The Tribunal went on, however, to consider whether the Applicant’s wife’s involvement in religious activities in Australia would have any impact on the Applicant or whether his involvement in religious activities in Australia would have any impact upon his wife on return to China. It observed that the Applicants had not claimed that the Chinese authorities would be aware of such involvement. It was not satisfied there was any evidence to that effect. In any event, even if the Chinese authorities were aware of this involvement, the Tribunal was not satisfied it would result in either Applicant suffering any harm upon return to China. Nor did the Tribunal accept the claims made at the hearing that the Applicants would have difficulty obtaining employment on return to China due to the Applicant’s previous arrest and imprisonment, given that it had not accepted the claims about the Applicant’s past involvement in underground church services in China, or that he had been arrested or detained.
Given its conclusion that the Applicant had never attended underground church services in China, the Tribunal was not satisfied he would seek to do so in the future on return to China, or that his wife, who had never had such involvement, would seek such involvement. On all the evidence the Tribunal was not satisfied there was a real chance the Applicants would be harmed in China as a result of their religion or for any other Convention reason.
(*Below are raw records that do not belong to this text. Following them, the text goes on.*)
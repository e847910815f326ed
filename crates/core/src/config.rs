use crate::credentials::Service;
use serde::{Deserialize, Serialize};
use std::fmt;

pub const DEFAULT_SOURCE_LANG: &str = "german";
pub const DEFAULT_TARGET_LANGS: [&str; 4] = ["spanish", "german", "polish", "english"];
pub const DEFAULT_FALLBACK_TARGET_CODE: &str = "en";
pub const DEFAULT_POOL_SIZE: usize = 12;
pub const DEFAULT_TRIAL_DAYS: i64 = 7;
pub const DEFAULT_ADMIN_USER_ID: i64 = 1;
pub const DEFAULT_ADMIN_USERNAME: &str = "admin";

pub const ENV_DEEPL_API_KEY: &str = "DEEPL_API_KEY";
pub const ENV_PONS_API_SECRET: &str = "PONS_API_SECRET";
pub const ENV_GOOGLE_TRANSLATE_API_KEY: &str = "GOOGLE_TRANSLATE_API_KEY";
pub const ENV_GROQ_API_KEY: &str = "GROQ_API_KEY";
pub const ENV_TRIAL_DAYS: &str = "POLYGLOT_TRIAL_DAYS";
pub const ENV_ADMIN_USER: &str = "POLYGLOT_ADMIN_USER";
pub const ENV_POOL_SIZE: &str = "POLYGLOT_POOL_SIZE";

#[derive(Clone, PartialEq, Eq)]
pub struct ApiKey(String);

impl ApiKey {
    pub fn new<S: Into<String>>(value: S) -> Result<Self, ConfigError> {
        let v = value.into();
        if v.trim().is_empty() {
            return Err(ConfigError::EmptyApiKey);
        }
        Ok(Self(v))
    }

    pub fn expose(&self) -> &str {
        &self.0
    }
}

impl fmt::Debug for ApiKey {
    fn fmt(&self, f: &mut fmt::Formatter<'_>) -> fmt::Result {
        f.write_str("ApiKey(**redacted**)")
    }
}

/// Deployment-wide fallback keys, handed to admins, trial accounts and
/// anonymous callers.
#[derive(Clone, Debug, Default, PartialEq, Eq)]
pub struct SharedKeys {
    pub deepl: Option<ApiKey>,
    pub pons: Option<ApiKey>,
    pub google: Option<ApiKey>,
    pub groq: Option<ApiKey>,
}

impl SharedKeys {
    pub fn get(&self, service: Service) -> Option<&ApiKey> {
        match service {
            Service::DeepL => self.deepl.as_ref(),
            Service::Pons => self.pons.as_ref(),
            Service::Google => self.google.as_ref(),
            Service::Groq => self.groq.as_ref(),
        }
    }
}

#[derive(Clone, Debug, Serialize, Deserialize, PartialEq, Eq)]
pub struct TrialPolicy {
    pub trial_days: i64,
    pub admin_user_id: i64,
    pub admin_username: String,
}

impl TrialPolicy {
    pub fn new(
        trial_days: i64,
        admin_user_id: i64,
        admin_username: impl Into<String>,
    ) -> Result<Self, ConfigError> {
        if trial_days <= 0 {
            return Err(ConfigError::ZeroTrialDays);
        }
        Ok(Self {
            trial_days,
            admin_user_id,
            admin_username: admin_username.into(),
        })
    }

    pub fn trial_length(&self) -> chrono::Duration {
        chrono::Duration::days(self.trial_days)
    }
}

impl Default for TrialPolicy {
    fn default() -> Self {
        Self {
            trial_days: DEFAULT_TRIAL_DAYS,
            admin_user_id: DEFAULT_ADMIN_USER_ID,
            admin_username: DEFAULT_ADMIN_USERNAME.to_owned(),
        }
    }
}

#[derive(Clone, Debug, Serialize, Deserialize, PartialEq, Eq)]
pub struct LanguageDefaults {
    pub source: String,
    pub targets: Vec<String>,
    pub fallback_target_code: String,
}

impl Default for LanguageDefaults {
    fn default() -> Self {
        Self {
            source: DEFAULT_SOURCE_LANG.to_owned(),
            targets: DEFAULT_TARGET_LANGS.iter().map(|s| (*s).to_owned()).collect(),
            fallback_target_code: DEFAULT_FALLBACK_TARGET_CODE.to_owned(),
        }
    }
}

#[derive(Clone, Copy, Debug, Serialize, Deserialize, PartialEq, Eq)]
pub struct PoolSize(usize);

impl PoolSize {
    pub fn new(width: usize) -> Result<Self, ConfigError> {
        if width == 0 {
            return Err(ConfigError::ZeroPoolSize);
        }
        Ok(Self(width))
    }

    pub fn get(&self) -> usize {
        self.0
    }
}

impl Default for PoolSize {
    fn default() -> Self {
        Self(DEFAULT_POOL_SIZE)
    }
}

#[derive(Clone, Debug, Default, PartialEq, Eq)]
pub struct AppConfig {
    pub languages: LanguageDefaults,
    pub shared_keys: SharedKeys,
    pub trial: TrialPolicy,
    pub pool_size: PoolSize,
}

#[derive(thiserror::Error, Debug, Clone, PartialEq, Eq)]
pub enum ConfigError {
    #[error("api key must not be empty")]
    EmptyApiKey,
    #[error("worker pool size must be > 0")]
    ZeroPoolSize,
    #[error("trial length must be > 0 days")]
    ZeroTrialDays,
    #[error("{key}: expected a number, got {value:?}")]
    InvalidNumber { key: String, value: String },
}

pub trait Env {
    fn var(&self, key: &str) -> Option<String>;
}

#[derive(Clone, Debug, Default)]
pub struct StdEnv;

impl Env for StdEnv {
    fn var(&self, key: &str) -> Option<String> {
        std::env::var(key).ok()
    }
}

#[derive(Clone, Debug, Default)]
pub struct MapEnv {
    vars: std::collections::BTreeMap<String, String>,
}

impl MapEnv {
    pub fn with_var(mut self, key: &str, value: &str) -> Self {
        self.vars.insert(key.to_owned(), value.to_owned());
        self
    }
}

impl Env for MapEnv {
    fn var(&self, key: &str) -> Option<String> {
        self.vars.get(key).cloned()
    }
}

/// Empty environment values count as unset so a blank `.env` line does not
/// fail startup.
pub fn resolve_api_key(
    cli_value: Option<String>,
    env_key: &str,
    env: &impl Env,
) -> Result<Option<ApiKey>, ConfigError> {
    match cli_value {
        Some(v) => Ok(Some(ApiKey::new(v)?)),
        None => match env.var(env_key) {
            Some(v) if !v.trim().is_empty() => Ok(Some(ApiKey::new(v)?)),
            _ => Ok(None),
        },
    }
}

pub fn resolve_string_with_default(
    cli_value: Option<String>,
    env_key: &str,
    env: &impl Env,
    default: &str,
) -> String {
    match cli_value {
        Some(v) => v,
        None => env.var(env_key).unwrap_or_else(|| default.to_owned()),
    }
}

pub fn resolve_number_with_default<N>(
    cli_value: Option<N>,
    env_key: &str,
    env: &impl Env,
    default: N,
) -> Result<N, ConfigError>
where
    N: std::str::FromStr,
{
    if let Some(v) = cli_value {
        return Ok(v);
    }
    match env.var(env_key) {
        Some(raw) => raw
            .trim()
            .parse()
            .map_err(|_| ConfigError::InvalidNumber {
                key: env_key.to_owned(),
                value: raw,
            }),
        None => Ok(default),
    }
}

/// Command-line values for the shared keys. Unset fields fall back to the
/// environment.
#[derive(Clone, Debug, Default)]
pub struct SharedKeyArgs {
    pub deepl: Option<String>,
    pub pons: Option<String>,
    pub google: Option<String>,
    pub groq: Option<String>,
}

/// Resolves the deployment fallback keys, flags first.
pub fn resolve_shared_keys(
    cli: SharedKeyArgs,
    env: &impl Env,
) -> Result<SharedKeys, ConfigError> {
    Ok(SharedKeys {
        deepl: resolve_api_key(cli.deepl, ENV_DEEPL_API_KEY, env)?,
        pons: resolve_api_key(cli.pons, ENV_PONS_API_SECRET, env)?,
        google: resolve_api_key(cli.google, ENV_GOOGLE_TRANSLATE_API_KEY, env)?,
        groq: resolve_api_key(cli.groq, ENV_GROQ_API_KEY, env)?,
    })
}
The Tribunal also considered the complementary protection criterion. It referred to its conclusion that it had not accepted that the Applicants feared harm in China as a result of their religion, that they would have any adverse profile in China or have any difficulty obtaining employment in China. It observed that they had not advanced any other reasons for fearing to return to China. The Tribunal was not satisfied there was any evidence that the Applicants would suffer significant harm (in the sense referred to in the complimentary protection criterion) for any reason upon return to China. It was not satisfied there were substantial grounds for believing that, as a necessary and foreseeable consequence of the Applicants being removed to China, there was a real risk they would suffer significant harm. The Tribunal affirmed the delegate’s decision.
The Applicants sought review by application filed in this court on 14 February 2014. There are eight grounds in the application, albeit that they are numbered 1 and then 1 to 7. The Applicants did not file a transcript of the Tribunal hearing as provided for in the orders made by consent at the directions hearing. Nor did they file written submissions. They were both given the opportunity today to make oral submissions after the Minister’s submissions were translated for them by the interpreter.
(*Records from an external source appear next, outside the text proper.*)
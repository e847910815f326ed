#![deny(warnings)]

use anyhow::Context;
use clap::Parser;
use polyglot_core::config::{
    resolve_number_with_default, resolve_shared_keys, resolve_string_with_default, AppConfig,
    Env, LanguageDefaults, PoolSize, SharedKeyArgs, StdEnv, TrialPolicy, DEFAULT_ADMIN_USERNAME,
    DEFAULT_ADMIN_USER_ID, DEFAULT_POOL_SIZE, DEFAULT_TRIAL_DAYS, ENV_ADMIN_USER, ENV_POOL_SIZE,
    ENV_TRIAL_DAYS,
};
use polyglot_core::credentials::{InMemoryKeyStore, PolicyResolver};
use polyglot_core::fanout::{Coordinator, ResultMatrix, Toggles, TranslationRequest};
use polyglot_core::translate::{FixedProvider, MyMemoryTranslator, Reply};
use std::sync::Arc;
use tracing_subscriber::EnvFilter;

const DEFINITION_ENRICHMENT: &str = "PONS Definition";
const EXPLANATION_ENRICHMENT: &str = "Groq AI";
const OFFLINE_PROVIDERS: [&str; 4] = ["DeepL", "PONS", "Google", "Lingva"];

#[derive(Parser, Debug)]
#[command(name = "polyglot")]
#[command(about = "Translate a word or phrase with several providers at once")]
struct Args {
    /// Text to translate; several words are joined with spaces.
    #[arg(required = true)]
    text: Vec<String>,

    /// Source language name, e.g. `german`. Defaults to German.
    #[arg(long)]
    source: Option<String>,

    /// Target language name; repeat for several.
    #[arg(long = "target")]
    targets: Vec<String>,

    /// Provider to skip; repeat for several.
    #[arg(long = "disable")]
    disabled: Vec<String>,

    #[arg(long)]
    no_definition: bool,

    #[arg(long)]
    no_explanation: bool,

    /// Also query the MyMemory translation memory.
    #[arg(long)]
    with_mymemory: bool,

    /// Canned echo providers instead of network calls.
    #[arg(long)]
    offline: bool,

    /// Maximum number of provider calls in flight.
    #[arg(long)]
    concurrency: Option<usize>,

    #[arg(long)]
    json: bool,

    #[arg(long)]
    deepl_api_key: Option<String>,

    #[arg(long)]
    pons_api_secret: Option<String>,

    #[arg(long)]
    google_api_key: Option<String>,

    #[arg(long)]
    groq_api_key: Option<String>,

    #[arg(long, default_value = "info")]
    log_level: String,
}

#[tokio::main]
async fn main() -> anyhow::Result<()> {
    let args = Args::parse();
    init_tracing(&args.log_level)?;

    let env = StdEnv;
    let cfg = build_config(&args, &env)?;

    tracing::info!(
        pool_size = cfg.pool_size.get(),
        trial_days = cfg.trial.trial_days,
        offline = args.offline,
        "config loaded"
    );

    let coordinator = build_coordinator(&args, &cfg);
    for name in &args.disabled {
        if !coordinator
            .provider_names()
            .into_iter()
            .any(|known| known == name.as_str())
        {
            tracing::warn!(provider = %name, "unknown provider in --disable");
        }
    }

    let matrix = coordinator
        .run(build_request(&args))
        .await
        .context("translation request rejected")?;

    if args.json {
        println!("{}", serde_json::to_string_pretty(&matrix)?);
    } else {
        print!("{}", render(&matrix));
    }
    Ok(())
}

fn init_tracing(level: &str) -> anyhow::Result<()> {
    let filter = EnvFilter::builder()
        .with_default_directive(
            level
                .parse()
                .with_context(|| format!("invalid --log-level: {level}"))?,
        )
        .from_env_lossy();

    tracing_subscriber::fmt()
        .with_env_filter(filter)
        .with_writer(std::io::stderr)
        .init();
    Ok(())
}

fn build_config(args: &Args, env: &impl Env) -> anyhow::Result<AppConfig> {
    let shared_keys = resolve_shared_keys(
        SharedKeyArgs {
            deepl: args.deepl_api_key.clone(),
            pons: args.pons_api_secret.clone(),
            google: args.google_api_key.clone(),
            groq: args.groq_api_key.clone(),
        },
        env,
    )?;

    let trial_days = resolve_number_with_default(None, ENV_TRIAL_DAYS, env, DEFAULT_TRIAL_DAYS)?;
    let admin = resolve_string_with_default(None, ENV_ADMIN_USER, env, DEFAULT_ADMIN_USERNAME);
    let trial = TrialPolicy::new(trial_days, DEFAULT_ADMIN_USER_ID, admin)?;

    let width =
        resolve_number_with_default(args.concurrency, ENV_POOL_SIZE, env, DEFAULT_POOL_SIZE)?;
    let pool_size = PoolSize::new(width)?;

    Ok(AppConfig {
        languages: LanguageDefaults::default(),
        shared_keys,
        trial,
        pool_size,
    })
}

/// The command line has no accounts, so every request is anonymous and
/// runs on the shared keys.
fn build_coordinator(args: &Args, cfg: &AppConfig) -> Coordinator {
    let resolver = Arc::new(PolicyResolver::new(
        InMemoryKeyStore::default(),
        cfg.shared_keys.clone(),
        cfg.trial.clone(),
    ));

    if args.offline {
        return OFFLINE_PROVIDERS.into_iter().fold(
            Coordinator::new(resolver, cfg.languages.clone(), cfg.pool_size),
            |c, name| c.with_provider(FixedProvider::new(name, Reply::Echo)),
        );
    }

    let coordinator = Coordinator::standard(resolver, cfg);
    if args.with_mymemory {
        coordinator.with_provider(MyMemoryTranslator::new())
    } else {
        coordinator
    }
}

fn build_request(args: &Args) -> TranslationRequest {
    let mut request = TranslationRequest::new(args.text.join(" "));
    if let Some(source) = &args.source {
        request = request.from_language(source.as_str());
    }
    if !args.targets.is_empty() {
        request = request.to_languages(args.targets.iter().map(String::as_str));
    }
    if !args.disabled.is_empty() {
        let toggles = args
            .disabled
            .iter()
            .fold(Toggles::default(), |t, name| t.with(name, false));
        request = request.with_providers(toggles);
    }
    request.with_enrichments(
        Toggles::default()
            .with(DEFINITION_ENRICHMENT, !args.no_definition)
            .with(EXPLANATION_ENRICHMENT, !args.no_explanation),
    )
}

fn render(matrix: &ResultMatrix) -> String {
    let mut out = format!("{} ({})\n", matrix.source_text, matrix.source_language);
    let width = matrix
        .translations
        .values()
        .flat_map(|cells| cells.keys())
        .map(String::len)
        .max()
        .unwrap_or(0);

    for (language, cells) in &matrix.translations {
        out.push_str(&format!("\n{language}\n"));
        for (provider, outcome) in cells {
            out.push_str(&format!("  {provider:<width$}  {outcome}\n"));
        }
    }

    for (label, value) in [
        ("definition", &matrix.definition),
        ("explanation", &matrix.explanation),
    ] {
        if let Some(text) = value.as_deref().filter(|t| !t.is_empty()) {
            out.push_str(&format!("\n{label}: {text}\n"));
        }
    }
    out
}

#[cfg(test)]
mod tests {
    use super::*;
    use polyglot_core::config::{MapEnv, ENV_DEEPL_API_KEY};

    fn args(argv: &[&str]) -> Args {
        Args::try_parse_from(std::iter::once("polyglot").chain(argv.iter().copied()))
            .expect("valid arguments")
    }

    #[test]
    fn flags_override_environment() {
        let env = MapEnv::default()
            .with_var(ENV_DEEPL_API_KEY, "from-env")
            .with_var(ENV_POOL_SIZE, "3")
            .with_var(ENV_TRIAL_DAYS, "14");
        let cfg = build_config(&args(&["Haus", "--deepl-api-key", "from-flag"]), &env)
            .expect("valid config");
        assert_eq!(
            cfg.shared_keys.deepl.as_ref().map(|k| k.expose()),
            Some("from-flag")
        );
        assert_eq!(cfg.pool_size.get(), 3);
        assert_eq!(cfg.trial.trial_days, 14);

        let cfg = build_config(&args(&["Haus", "--concurrency", "5"]), &env).expect("valid config");
        assert_eq!(cfg.pool_size.get(), 5);
        assert_eq!(
            cfg.shared_keys.deepl.as_ref().map(|k| k.expose()),
            Some("from-env")
        );
    }

    #[test]
    fn log_level_defaults_to_info() {
        assert_eq!(args(&["Haus"]).log_level, "info");
    }

    #[test]
    fn zero_concurrency_is_rejected() {
        let env = MapEnv::default();
        assert!(build_config(&args(&["Haus", "--concurrency", "0"]), &env).is_err());
    }

    #[test]
    fn request_reflects_flags() {
        let request = build_request(&args(&[
            "guten", "Tag", "--source", "german", "--target", "english", "--target", "polish",
            "--disable", "PONS", "--no-explanation",
        ]));
        assert_eq!(request.text, "guten Tag");
        assert_eq!(request.source_language.as_deref(), Some("german"));
        assert_eq!(
            request.target_languages,
            Some(vec!["english".to_string(), "polish".to_string()])
        );
        let providers = request.enabled_providers.expect("toggles set");
        assert!(!providers.is_enabled("PONS"));
        assert!(providers.is_enabled("DeepL"));
        let enrichments = request.enabled_enrichments.expect("toggles set");
        assert!(enrichments.is_enabled(DEFINITION_ENRICHMENT));
        assert!(!enrichments.is_enabled(EXPLANATION_ENRICHMENT));
    }

    #[tokio::test]
    async fn offline_run_renders_every_provider() {
        let a = args(&["Haus", "--offline", "--target", "english"]);
        let cfg = build_config(&a, &MapEnv::default()).expect("valid config");
        let matrix = build_coordinator(&a, &cfg)
            .run(build_request(&a))
            .await
            .expect("valid request");

        let text = render(&matrix);
        assert!(text.starts_with("Haus (german)\n"));
        assert!(text.contains("  DeepL   Haus [de->en]\n"));
        assert!(text.contains("  Lingva  Haus [de->en]\n"));
        assert!(!text.contains("definition:"));
    }
}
During the hearing today the Applicants raised a number of issues, some of which overlap with the grounds in the Application. In considering the grounds relied on I have considered their oral submissions, the wording of their grounds of review, as well as the material that is before the Court. It is convenient to consider first the issues that they raised today.
The Applicants contended that the Tribunal did not offer them a “fresh review” in the manner in which it conducted the Tribunal hearing. It was contended that the questions raised by the Tribunal were basically the same as questions asked at the departmental interview; that the Tribunal repeated a number of questions; and that the Tribunal used a few questions to mislead the Applicant repeatedly. It was submitted that the Tribunal was trying to make the Applicant make a mistake and that he was quite nervous. It was also submitted, in effect, that there was a form of entrapment used on the part of the Tribunal in the manner in which it questioned the Applicant. It was suggested, for example, that the Tribunal had misled the Applicant by repeating questions and by asking him to elaborate on matters and to give more details.
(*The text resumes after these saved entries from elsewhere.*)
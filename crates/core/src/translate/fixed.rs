use crate::config::ApiKey;
use crate::credentials::Service;
use crate::lang::LangCode;
use crate::translate::{Provider, TranslateError};
use futures::future::BoxFuture;
use futures::FutureExt;
use std::sync::atomic::{AtomicUsize, Ordering};
use std::sync::Arc;
use std::time::Duration;

const FIXED_DEADLINE: Duration = Duration::from_secs(5);

/// What a [`FixedProvider`] answers with.
#[derive(Clone, Debug)]
pub enum Reply {
    Text(String),
    /// `<text> [<source>-><target>]`, handy for offline runs.
    Echo,
    /// `<text>@<credential>`, makes the chosen key visible.
    EchoKey,
    RateLimited,
    Malformed,
    /// Never answers; only the deadline ends the call.
    Hang,
}

/// Provider with a canned answer and no network I/O.
#[derive(Clone)]
pub struct FixedProvider {
    name: &'static str,
    service: Option<Service>,
    reply: Reply,
    deadline: Duration,
    calls: Arc<AtomicUsize>,
}

impl FixedProvider {
    pub fn new(name: &'static str, reply: Reply) -> Self {
        Self {
            name,
            service: None,
            reply,
            deadline: FIXED_DEADLINE,
            calls: Arc::new(AtomicUsize::new(0)),
        }
    }

    pub fn with_service(mut self, service: Service) -> Self {
        self.service = Some(service);
        self
    }

    pub fn with_deadline(mut self, deadline: Duration) -> Self {
        self.deadline = deadline;
        self
    }

    /// Number of requests that got past the identity and credential checks.
    pub fn calls(&self) -> usize {
        self.calls.load(Ordering::SeqCst)
    }
}

impl Provider for FixedProvider {
    fn name(&self) -> &'static str {
        self.name
    }

    fn service(&self) -> Option<Service> {
        self.service
    }

    fn deadline(&self) -> Duration {
        self.deadline
    }

    fn request(
        &self,
        text: String,
        source: LangCode,
        target: LangCode,
        credential: Option<ApiKey>,
    ) -> BoxFuture<'_, Result<String, TranslateError>> {
        self.calls.fetch_add(1, Ordering::SeqCst);
        async move {
            match &self.reply {
                Reply::Text(answer) => Ok(answer.clone()),
                Reply::Echo => Ok(format!("{text} [{source}->{target}]")),
                Reply::EchoKey => {
                    let key = credential.ok_or(TranslateError::MissingCredential)?;
                    Ok(format!("{text}@{}", key.expose()))
                }
                Reply::RateLimited => Err(TranslateError::RateLimited(429)),
                Reply::Malformed => Err(TranslateError::InvalidResponse(
                    "unexpected body".to_string(),
                )),
                Reply::Hang => futures::future::pending().await,
            }
        }
        .boxed()
    }
}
Issue was taken with the fact that the Tribunal had allegedly indicated a lack of understanding and that the Applicant had then provided a further explanation, but that the Tribunal had taken issue with the clarity of the Applicant’s explanation, and had put to the Applicant that he had given a different account to what he had said to the department. It appeared to be suggested that the Tribunal should have been satisfied with the Applicant’s explanation for any inconsistencies because when asked for more detail the Applicant had given more detailed information than he had provided to the delegate.
As indicated, there is no transcript of the Tribunal hearing before the court. However, the Applicants were given an opportunity to elaborate on their concerns relating to the Tribunal hearing so I could consider whether there appeared to be any substantive issues raised by what they said.
In essence, their complaints about the conduct of the hearing may be seen as a complaint about fairness, which could be seen in terms of bias or apprehended bias or as an assertion that the Tribunal failed to afford them a meaningful opportunity to appear to give evidence and present arguments relating to the issues arising in relation to the decision under review as required by s.425 of the Act.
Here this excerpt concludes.